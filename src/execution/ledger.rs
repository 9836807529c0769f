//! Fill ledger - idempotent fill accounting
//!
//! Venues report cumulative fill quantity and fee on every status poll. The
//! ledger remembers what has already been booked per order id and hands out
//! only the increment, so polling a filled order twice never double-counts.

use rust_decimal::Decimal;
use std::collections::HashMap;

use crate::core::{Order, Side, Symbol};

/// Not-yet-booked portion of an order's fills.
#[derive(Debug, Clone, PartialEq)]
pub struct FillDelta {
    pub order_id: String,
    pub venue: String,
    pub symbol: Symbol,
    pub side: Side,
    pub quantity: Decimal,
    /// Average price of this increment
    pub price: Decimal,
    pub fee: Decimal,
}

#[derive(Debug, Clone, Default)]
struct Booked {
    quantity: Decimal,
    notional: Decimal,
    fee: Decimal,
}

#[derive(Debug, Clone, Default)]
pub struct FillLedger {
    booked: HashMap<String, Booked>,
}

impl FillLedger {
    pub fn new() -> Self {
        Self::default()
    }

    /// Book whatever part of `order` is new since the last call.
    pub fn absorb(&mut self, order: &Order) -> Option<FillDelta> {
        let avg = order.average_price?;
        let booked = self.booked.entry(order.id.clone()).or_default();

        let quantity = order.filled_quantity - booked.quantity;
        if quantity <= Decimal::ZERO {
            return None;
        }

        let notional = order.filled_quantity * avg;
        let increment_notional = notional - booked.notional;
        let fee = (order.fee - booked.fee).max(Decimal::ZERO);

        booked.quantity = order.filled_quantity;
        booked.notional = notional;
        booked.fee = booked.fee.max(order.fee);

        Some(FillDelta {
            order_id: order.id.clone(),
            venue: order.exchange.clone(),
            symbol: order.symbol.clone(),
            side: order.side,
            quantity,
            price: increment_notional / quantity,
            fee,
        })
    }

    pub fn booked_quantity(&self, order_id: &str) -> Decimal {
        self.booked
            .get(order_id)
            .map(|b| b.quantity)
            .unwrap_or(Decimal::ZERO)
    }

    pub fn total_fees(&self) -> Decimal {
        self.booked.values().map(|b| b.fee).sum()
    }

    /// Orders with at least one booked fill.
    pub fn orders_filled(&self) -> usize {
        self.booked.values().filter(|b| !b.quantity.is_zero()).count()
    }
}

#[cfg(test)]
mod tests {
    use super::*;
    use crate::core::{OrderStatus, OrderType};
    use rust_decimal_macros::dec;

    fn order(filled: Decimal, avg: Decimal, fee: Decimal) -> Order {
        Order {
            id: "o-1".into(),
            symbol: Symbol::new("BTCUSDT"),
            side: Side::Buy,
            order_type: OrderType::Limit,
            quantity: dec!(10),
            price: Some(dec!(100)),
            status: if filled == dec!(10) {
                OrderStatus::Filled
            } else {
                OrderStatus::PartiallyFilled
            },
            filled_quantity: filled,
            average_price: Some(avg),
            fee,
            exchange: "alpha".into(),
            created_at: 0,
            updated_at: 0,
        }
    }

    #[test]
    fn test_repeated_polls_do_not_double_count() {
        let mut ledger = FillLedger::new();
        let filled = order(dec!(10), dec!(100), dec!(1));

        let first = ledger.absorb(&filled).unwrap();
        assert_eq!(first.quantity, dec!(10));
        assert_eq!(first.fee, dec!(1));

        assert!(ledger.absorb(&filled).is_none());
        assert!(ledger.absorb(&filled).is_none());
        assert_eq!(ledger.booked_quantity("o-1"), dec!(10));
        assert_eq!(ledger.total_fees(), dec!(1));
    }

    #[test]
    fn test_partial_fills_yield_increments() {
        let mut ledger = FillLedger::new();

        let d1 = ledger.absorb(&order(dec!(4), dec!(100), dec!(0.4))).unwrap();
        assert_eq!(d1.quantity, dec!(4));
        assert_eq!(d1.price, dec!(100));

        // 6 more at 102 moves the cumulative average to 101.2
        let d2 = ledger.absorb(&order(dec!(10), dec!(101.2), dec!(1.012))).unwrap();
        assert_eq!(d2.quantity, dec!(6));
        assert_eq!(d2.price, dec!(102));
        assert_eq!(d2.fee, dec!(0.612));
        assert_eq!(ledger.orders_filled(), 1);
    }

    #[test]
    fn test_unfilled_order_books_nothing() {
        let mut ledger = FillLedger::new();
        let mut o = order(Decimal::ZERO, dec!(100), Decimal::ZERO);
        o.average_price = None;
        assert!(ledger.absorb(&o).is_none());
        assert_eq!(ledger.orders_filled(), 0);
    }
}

##############################

▶ [DIRECTIONS] Return each line from the entries above that includes "cumulative".

▶ [RESPONSE]
//! Venues report cumulative fill quantity and fee on every status poll. The
        // 6 more at 102 moves the cumulative average to 101.2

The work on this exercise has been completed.